Whenever I play a chapter of Deltarune, I never want it to end, and this year’s treks to the TV World and the Dark Sanctuary somehow kept raising the bar within a series that has already hit some legendary highs. It’s common knowledge that Toby Fox likes to brandish a leitmotif like an emotional haymaker, and it seems he knows it based on the sly, tearjerking remixes of songs like Don’t Forget that have cropped up across the last two chapters. Not just tracks, though — it’s also the team’s use of sound effects throughout that continue to dazzle. The bitcrushed ‘IT’S TV TIME!’ and ‘YOU’RE TAKING TOO LONG’, stick in the craw, of course, but it goes all the way down to reverberations in darkness and splodgy floor muck. Wizardry and a clever ear for audio gags ensure Deltarune blends its heart-rending subject matter with constant laughs, and I can’t wait to see where we’re going next.
The Postmode ROTY | Remake of the Year
DRAGON QUEST I & II HD-2D Remake

I was born in the same year as Chrono Trigger, so by the time I was able to appreciate an RPG, they were all 3D anyway. This means I have many blind spots when I read a list of ‘the greatest games of all time’. Thankfully, Square Enix has helped enormously in this regard by remaking the first few Dragon Quest games in glorious HD-2D, fleshing out their stories while retaining the gorgeous crunch of the initial renders. I own plenty of Dragon Quest merchandise (I’m afraid the silver slimes are too cute), to be a poser who hasn’t played one. It’s safe to say I get it now.
Dragon Quest is the most reliable and comforting of all RPG Franchises. Not much changes between entries, but each game thrives due to an eternally-humorous soul, and the adorable creature designs and high-stakes stories keep you engaged throughout. Having tried and failed to engage with the Dragon Quest 1 iOS port, I can say this remake is a night-and-day quality-of-life shift that will keep these critical historical texts alive for new generations to enjoy. Isn’t that the point of a remake, after all?
The Olden GOTY | Game Of The Yesteryear
Lost Judgment

Lost Judgment is more than four years old, but it looks like it came out yesterday. A modern-day Like A Dragon dripping with gloomy intrigue and a series-best combat system — what’s not to love?
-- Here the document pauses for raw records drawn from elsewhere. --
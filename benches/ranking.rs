//! Performance benchmarks for ranking and graph construction.
//!
//! Run with: `cargo bench --bench ranking`
//!
//! | Operation | Notes |
//! |-----------|-------|
//! | Select | One pass over provider combinations |
//! | Build | One flow graph per (unit, threshold) |

use criterion::{black_box, criterion_group, criterion_main, BenchmarkId, Criterion, Throughput};
use std::collections::BTreeMap;

use textual_flow::{
    Combination, CombinationRanker, FlowGraphBuilder, NominalParent, ParentCandidate, ParentMap,
    Threshold, VariantUnit, WitnessId, WitnessRow,
};

/// Deterministic pseudo-random combinations.
fn make_combinations(n: usize) -> Vec<Combination> {
    (0..n)
        .map(|i| {
            let width = 1 + i % 3;
            Combination::new(
                (0..width)
                    .map(|j| {
                        let seed = i * 31 + j * 17;
                        ParentCandidate::new(format!("P{}", seed % 97), (seed % 50) as i32 + 1, (seed % 3) as u32 + 1)
                    })
                    .collect(),
            )
        })
        .collect()
}

/// A chain of `n` witnesses, each descended from the previous one.
fn make_unit(n: usize, threshold: Threshold) -> (Vec<WitnessRow>, BTreeMap<WitnessId, ParentMap>) {
    let mut rows = vec![WitnessRow::new("A", "a", NominalParent::Absent)];
    let mut maps = BTreeMap::new();

    for i in 1..n {
        let witness = format!("P{}", i);
        let parent = if i == 1 { "A".to_string() } else { format!("P{}", i - 1) };
        let reading = ((b'a' + (i % 26) as u8) as char).to_string();
        rows.push(WitnessRow::new(witness.as_str(), reading, NominalParent::Initial));

        let mut map = ParentMap::new();
        map.insert(threshold, Combination::new(vec![ParentCandidate::new(parent, (i % 4) as i32 + 1, 1)]));
        maps.insert(WitnessId::from(witness), map);
    }

    (rows, maps)
}

fn bench_select(c: &mut Criterion) {
    let mut group = c.benchmark_group("select");
    let ranker = CombinationRanker::default();

    for n in [10, 100, 1000] {
        let combinations = make_combinations(n);
        group.throughput(Throughput::Elements(n as u64));
        group.bench_with_input(BenchmarkId::from_parameter(n), &combinations, |b, combinations| {
            b.iter(|| ranker.select(black_box(combinations), &NominalParent::Absent))
        });
    }

    group.finish();
}

fn bench_build(c: &mut Criterion) {
    let mut group = c.benchmark_group("build");
    let builder = FlowGraphBuilder::new(false);
    let unit = VariantUnit::from("B04K1V1/2");
    let threshold = Threshold::new(499).unwrap();

    for n in [10, 100, 500] {
        let (rows, maps) = make_unit(n, threshold);
        group.throughput(Throughput::Elements(n as u64));
        group.bench_with_input(BenchmarkId::from_parameter(n), &(rows, maps), |b, (rows, maps)| {
            b.iter(|| builder.build(&unit, threshold, black_box(rows), black_box(maps)))
        });
    }

    group.finish();
}

criterion_group!(benches, bench_select, bench_build);
criterion_main!(benches);
//! Parent candidates, combinations and per-threshold parent maps.

use serde::{Deserialize, Serialize};
use std::collections::BTreeMap;
use std::fmt;

use super::witness::{Threshold, WitnessId, OL_PARENT};

/// The ancestor a candidate points at.
#[derive(Debug, Clone, PartialEq, Eq, Hash, Serialize, Deserialize)]
pub enum Ancestor {
    /// A real witness of the same variant unit.
    Witness(WitnessId),
    /// Synthetic initial-text default for the top of an overlapping unit.
    OverlapParent,
    /// The provider found no ancestor for this part of the reading.
    Missing,
}

impl Ancestor {
    /// Whether the ancestor id is null.
    pub fn is_missing(&self) -> bool {
        matches!(self, Self::Missing)
    }

    /// The witness, if the ancestor is a real one.
    pub fn witness(&self) -> Option<&WitnessId> {
        match self {
            Self::Witness(w) => Some(w),
            _ => None,
        }
    }
}

impl fmt::Display for Ancestor {
    fn fmt(&self, f: &mut fmt::Formatter<'_>) -> fmt::Result {
        match self {
            Self::Witness(w) => write!(f, "{}", w),
            Self::OverlapParent => f.write_str(OL_PARENT),
            Self::Missing => f.write_str("None"),
        }
    }
}

/// A single potential ancestor for a witness's reading.
#[derive(Debug, Clone, PartialEq, Eq, Hash, Serialize, Deserialize)]
pub struct ParentCandidate {
    /// Ancestor witness.
    pub ancestor: Ancestor,
    /// Closeness rank from the coherence provider, lower is better. `-1` for the
    /// synthetic overlap candidate.
    pub rank: i32,
    /// Derivation steps between the ancestor's reading and this one (>= 1).
    pub generation: u32,
}

impl ParentCandidate {
    /// Candidate pointing at a real witness.
    pub fn new(ancestor: impl Into<WitnessId>, rank: i32, generation: u32) -> Self {
        Self {
            ancestor: Ancestor::Witness(ancestor.into()),
            rank,
            generation,
        }
    }

    /// Candidate with a null ancestor.
    pub fn missing(rank: i32, generation: u32) -> Self {
        Self {
            ancestor: Ancestor::Missing,
            rank,
            generation,
        }
    }

    /// The synthetic `(OL_PARENT, -1, 1)` candidate.
    pub fn overlap_parent() -> Self {
        Self {
            ancestor: Ancestor::OverlapParent,
            rank: -1,
            generation: 1,
        }
    }
}

/// Ordered set of candidates that jointly explain one reading.
#[derive(Debug, Clone, Default, PartialEq, Eq, Hash, Serialize, Deserialize)]
#[serde(transparent)]
pub struct Combination(Vec<ParentCandidate>);

/// The combination chosen as best for a (witness, threshold) pair.
///
/// Empty means the witness is an orphan at that threshold.
pub type ParentSelection = Combination;

impl Combination {
    /// Create a combination from candidates, preserving their order.
    pub fn new(candidates: Vec<ParentCandidate>) -> Self {
        Self(candidates)
    }

    /// The empty combination.
    pub fn empty() -> Self {
        Self(Vec::new())
    }

    /// The synthetic overlap-parent selection.
    pub fn overlap_parent() -> Self {
        Self(vec![ParentCandidate::overlap_parent()])
    }

    /// Candidates in provider order.
    pub fn candidates(&self) -> &[ParentCandidate] {
        &self.0
    }

    /// Number of candidates.
    pub fn len(&self) -> usize {
        self.0.len()
    }

    /// Whether there are no candidates.
    pub fn is_empty(&self) -> bool {
        self.0.is_empty()
    }

    /// Worst (highest) rank in the combination.
    pub fn max_rank(&self) -> Option<i32> {
        self.0.iter().map(|c| c.rank).max()
    }

    /// Furthest generation in the combination.
    pub fn max_generation(&self) -> Option<u32> {
        self.0.iter().map(|c| c.generation).max()
    }

    /// True if no candidate names an ancestor (vacuously true when empty).
    pub fn is_root(&self) -> bool {
        self.0.iter().all(|c| c.ancestor.is_missing())
    }

    /// Real ancestor witnesses, in order.
    pub fn ancestor_witnesses(&self) -> impl Iterator<Item = &WitnessId> {
        self.0.iter().filter_map(|c| c.ancestor.witness())
    }
}

impl From<Vec<ParentCandidate>> for Combination {
    fn from(candidates: Vec<ParentCandidate>) -> Self {
        Self(candidates)
    }
}

impl fmt::Display for Combination {
    fn fmt(&self, f: &mut fmt::Formatter<'_>) -> fmt::Result {
        f.write_str("[")?;
        for (i, c) in self.0.iter().enumerate() {
            if i > 0 {
                f.write_str(", ")?;
            }
            write!(f, "({}, {}, {})", c.ancestor, c.rank, c.generation)?;
        }
        f.write_str("]")
    }
}

/// Parent selections for one witness, keyed by threshold.
#[derive(Debug, Clone, Default, PartialEq, Eq, Serialize, Deserialize)]
#[serde(transparent)]
pub struct ParentMap(BTreeMap<Threshold, ParentSelection>);

impl ParentMap {
    /// Create an empty map.
    pub fn new() -> Self {
        Self::default()
    }

    /// Record the selection for a threshold.
    pub fn insert(&mut self, threshold: Threshold, selection: ParentSelection) {
        self.0.insert(threshold, selection);
    }

    /// Selection for a threshold.
    pub fn get(&self, threshold: Threshold) -> Option<&ParentSelection> {
        self.0.get(&threshold)
    }

    /// Number of thresholds resolved.
    pub fn len(&self) -> usize {
        self.0.len()
    }

    /// Whether no threshold was resolved.
    pub fn is_empty(&self) -> bool {
        self.0.is_empty()
    }

    /// Iterate in ascending threshold order.
    pub fn iter(&self) -> impl Iterator<Item = (&Threshold, &ParentSelection)> {
        self.0.iter()
    }
}
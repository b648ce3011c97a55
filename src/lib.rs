//! # textual-flow
//!
//! Best-parent selection and textual flow diagrams for coherence-based
//! genealogical analysis.
//!
//! A textual flow diagram answers, for one variant unit and one connectivity
//! threshold: which witness did each witness most plausibly inherit its
//! reading from?
//!
//! ## Architecture
//!
//! ```text
//! WitnessSource → rows → Dispatcher ─┬─ BestParentSelector ─ CoherenceProvider
//!                                    │          └─ CombinationRanker
//!                                    ↓
//!                              UnitResolution → FlowGraphBuilder → DiagramRenderer
//! ```
//!
//! ## Determinism Guarantees
//!
//! - Providers return combinations in a stable order and ties keep the first
//! - Parent maps are keyed by witness id, so worker completion order is irrelevant
//! - Identical inputs give identical graph fingerprints

#![warn(missing_docs)]
#![warn(clippy::all)]

pub mod artifact;
pub mod canonical;
pub mod coherence;
pub mod config;
pub mod dispatch;
pub mod flow;
pub mod policy;
pub mod render;
pub mod runner;
pub mod selector;
pub mod store;
pub mod types;

// Re-exports for convenience
pub use artifact::{artifact_name, ArtifactStore, FsArtifactStore};
pub use coherence::{CoherenceProvider, StaticCoherenceProvider};
pub use config::{ConfigError, FlowConfig, RendererKind};
pub use dispatch::{
    DirectDispatcher, DispatchError, DispatchMode, Dispatcher, PoolConfig, PoolDispatcher, PoolStats,
    UnitResolution,
};
pub use flow::{FlowGraph, FlowGraphBuilder, ForestError};
pub use policy::CombinationRanker;
pub use render::{DiagramRenderer, DotRenderer, GraphvizRenderer, RenderError};
pub use runner::{ArtifactOutcome, ArtifactStatus, FlowError, FlowRequest, RunSummary, TextualFlow, UnitSelection};
pub use selector::{BestParentSelector, SelectorError};
pub use store::{InMemoryWitnessSource, WitnessSource};
pub use types::*;

#[cfg(feature = "sqlite")]
pub use coherence::SqliteCoherenceProvider;
#[cfg(feature = "sqlite")]
pub use store::{SqliteConfig, SqliteWitnessSource};
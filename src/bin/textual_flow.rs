//! Textual Flow Binary
//!
//! Draws textual flow diagrams for the configured variant units from a
//! SQLite CBGM database.
//!
//! ## Configuration
//!
//! Environment variables:
//! - `FLOW_DATABASE_URL`: SQLite connection string (required)
//! - `FLOW_VARIANT_UNITS`: comma-separated units, or `all` (required)
//! - `FLOW_CONNECTIVITY`: comma-separated thresholds (default: 499)
//! - `FLOW_WORKERS`: worker count, 0 for direct mode (default: 0)
//! - `RUST_LOG`: Log level filter (default: info)
//! - `LOG_FORMAT`: "json" for structured logs, "pretty" for development (default: json)
//!
//! See `textual_flow::config` for the full list.
//!
//! ## Usage
//!
//! ```bash
//! FLOW_DATABASE_URL=sqlite://cbgm.db FLOW_VARIANT_UNITS=all FLOW_CONNECTIVITY=5,10,499 \
//!     cargo run --bin textual_flow --features sqlite
//! ```

use std::process::ExitCode;
use std::sync::Arc;

use tracing::{error, info};
use tracing_subscriber::{
    fmt::{self, format::FmtSpan},
    layer::SubscriberExt,
    util::SubscriberInitExt,
    EnvFilter,
};

use textual_flow::{
    FlowConfig, FsArtifactStore, SqliteCoherenceProvider, SqliteConfig, SqliteWitnessSource, TextualFlow,
};

/// Initialize the tracing subscriber with JSON or pretty format
fn init_tracing() {
    let log_format = std::env::var("LOG_FORMAT").unwrap_or_else(|_| "json".to_string());

    let filter = EnvFilter::try_from_default_env()
        .unwrap_or_else(|_| "textual_flow=info,sqlx=warn".into());

    if log_format == "pretty" {
        tracing_subscriber::registry()
            .with(filter)
            .with(fmt::layer().with_target(true).with_span_events(FmtSpan::CLOSE))
            .init();
    } else {
        tracing_subscriber::registry()
            .with(filter)
            .with(
                fmt::layer()
                    .json()
                    .with_target(true)
                    .with_current_span(true)
                    .with_span_events(FmtSpan::CLOSE)
                    .flatten_event(true),
            )
            .init();
    }
}

#[tokio::main]
async fn main() -> ExitCode {
    init_tracing();

    let config = match FlowConfig::from_env() {
        Ok(config) => config,
        Err(e) => {
            error!(error = %e, "Invalid configuration");
            return ExitCode::FAILURE;
        }
    };

    let db = match SqliteConfig::from_env() {
        Ok(db) => db,
        Err(e) => {
            error!(error = %e, "Invalid database configuration");
            return ExitCode::FAILURE;
        }
    };
    let pool = match db.connect().await {
        Ok(pool) => pool,
        Err(e) => {
            error!(error = %e, database_url = %db.database_url, "Failed to open database");
            return ExitCode::FAILURE;
        }
    };

    if let Err(e) = std::fs::create_dir_all(&config.output_dir) {
        error!(error = %e, path = %config.output_dir.display(), "Failed to create output directory");
        return ExitCode::FAILURE;
    }

    let provider = Arc::new(SqliteCoherenceProvider::new(pool.clone()));
    let runner = TextualFlow::new(
        SqliteWitnessSource::new(pool),
        config.dispatcher(provider),
        config.renderer(),
        Box::new(FsArtifactStore::new(config.output_dir.clone())),
    );

    info!(
        thresholds = config.thresholds.len(),
        workers = config.workers,
        output_dir = %config.output_dir.display(),
        "Textual flow starting"
    );

    match runner.run(&config.request()).await {
        Ok(summary) => {
            for (unit, witnesses) in &summary.failed_witnesses {
                error!(unit = %unit, count = witnesses.len(), "Witnesses without resolved parents");
            }
            if summary.error_count() > 0 {
                ExitCode::FAILURE
            } else {
                ExitCode::SUCCESS
            }
        }
        Err(e) => {
            error!(error = %e, "Textual flow run failed");
            ExitCode::FAILURE
        }
    }
}
//! Relational data sources for witness rows.

pub mod memory;

#[cfg(feature = "sqlite")]
pub mod sqlite;

use async_trait::async_trait;
use crate::types::{VariantUnit, WitnessRow};

/// Trait for witness data sources.
///
/// Read-only; safe to share across workers. Implementations must return
/// rows in a stable order.
#[async_trait]
pub trait WitnessSource: Send + Sync {
    /// Error type for source operations.
    type Error: std::error::Error + Send + Sync;

    /// Every (witness, reading, parent) row of a variant unit.
    async fn witnesses_for_unit(&self, unit: &VariantUnit) -> Result<Vec<WitnessRow>, Self::Error>;

    /// All variant units known to the source.
    async fn variant_units(&self) -> Result<Vec<VariantUnit>, Self::Error>;
}

pub use memory::InMemoryWitnessSource;

#[cfg(feature = "sqlite")]
pub use sqlite::{SqliteConfig, SqliteWitnessSource};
I adored Infinite Wealth’s hybrid turn-based system, but I challenge you to show me a game with better brawling than this. There are few things as satisfying as using the Aikido-inspired Snake fighting style to counter bullies and gracefully neutralise troves of gangsters. It’s by no means the best story Ryu Ga Gotoku has ever produced. Still, Lost Judgment offers a selection box of brilliant side activities and a dazzling recreation of Yokohama that I don’t mind exploring for hours on end. With Gang of Dragon and Stranger Than Heaven on the horizon, Lost Judgment feels like the best game to play in anticipation — hopefully they both learn lessons from what feels like Takayuki Yagami’s last dance.
The ‘We’re So Back’ Award
Silent Hill f

I can’t believe it either, but Silent Hill is actually back. Bloober Team did a fine job handling the Silent Hill 2 Remake — and I wish them the best with the first game, where there’s a lot more room to innovate — but I wasn’t going to feel happy about the franchise revival until KONAMI published something that could stand alongside the initial Team Silent quartet. Neobards came out of nowhere to deliver a stellar Silent Hill, one that understands what made the old games so legendary. Silent Hill f widens the series’ thematic lens, tackles thorny subject matter tastefully, and provides memorable, atmospheric frights in an entirely new setting. Yes, the combat system is a bit too ambitious for its own good, but the story, penned by Higurashi legend Ryukishi07, is unforgettable — a sinister rumination on womanhood framed by beauty and decay.
The Postmode COTY | Collaboration of the Year
Fortnite x The Simpsons

Despite reviewing the game when it was called Fortnite: Save The World, I never got into Fortnite as a Battle Royale game. PUBG caught me first, and by the time I pivoted towards Epic Games’ cartoon effort, everyone was too good at building, and I couldn’t cut the mustard. Now, with Zero Build and the lure of an IP that speaks to my weary, nostalgia-vulnerable heart, I am a Fortnite person, and it’s all thanks to Homer Simpson et al. This year’s mini-season flipped the map into a cel-shaded recreation of Springfield, complete with treehouses, alien invasions, and a whole slate of secret quests based around old Groening gags. One of my favourites involved racing to Burns Manor at the start of each game to ‘Release The Hounds’ from his desk and catch competitors off guard. The quick cadence of new content made it easy to log in and follow the evolving story, which did well to connect two disparate worlds, both inside and outside of the game. It’s a rare collaboration where it felt like both stakeholders actually cared about the other’s source material, and now that we’re in the meandering and lacklustre Chapter 7, I miss Springfield sorely.
The Postmode HOTY | Hardware of the Year
Backbone One | DEATH STRANDING 2 Limited Edition

I’m a sucker for transparent technology — but a see-through gadget with functionality and a thoughtful connection to my game of the year? The Death Stranding 2-themed Backbone One was a stylish must-have that delivered on substance, too. It’s small enough to slip into a pocket and features cute Drawbridge decals, but it’s also carried me through countless rounds of Call of Duty: Black Ops 7 Zombies, most of Hollow Knight: Silksong, plenty of skate. challenges and an entire chapter of Deltarune.
I have a Steam Deck, but when I’m on the move, I don’t want to reach for something so bulky in public. The thumbsticks on the Backbone could be a bit better, sure, but I accept that compromise in the name of convenience. And, it doesn’t track at all if you’re playing turn-based games. As Geforce Now, Amazon Luna, PS Remote Play, and Xbox Cloud Gaming become more stable and compelling, having a Backbone in your back pocket becomes easier to justify. Here’s hoping Sony follows suit with a cloud gaming app, though, as that would really level the playing field.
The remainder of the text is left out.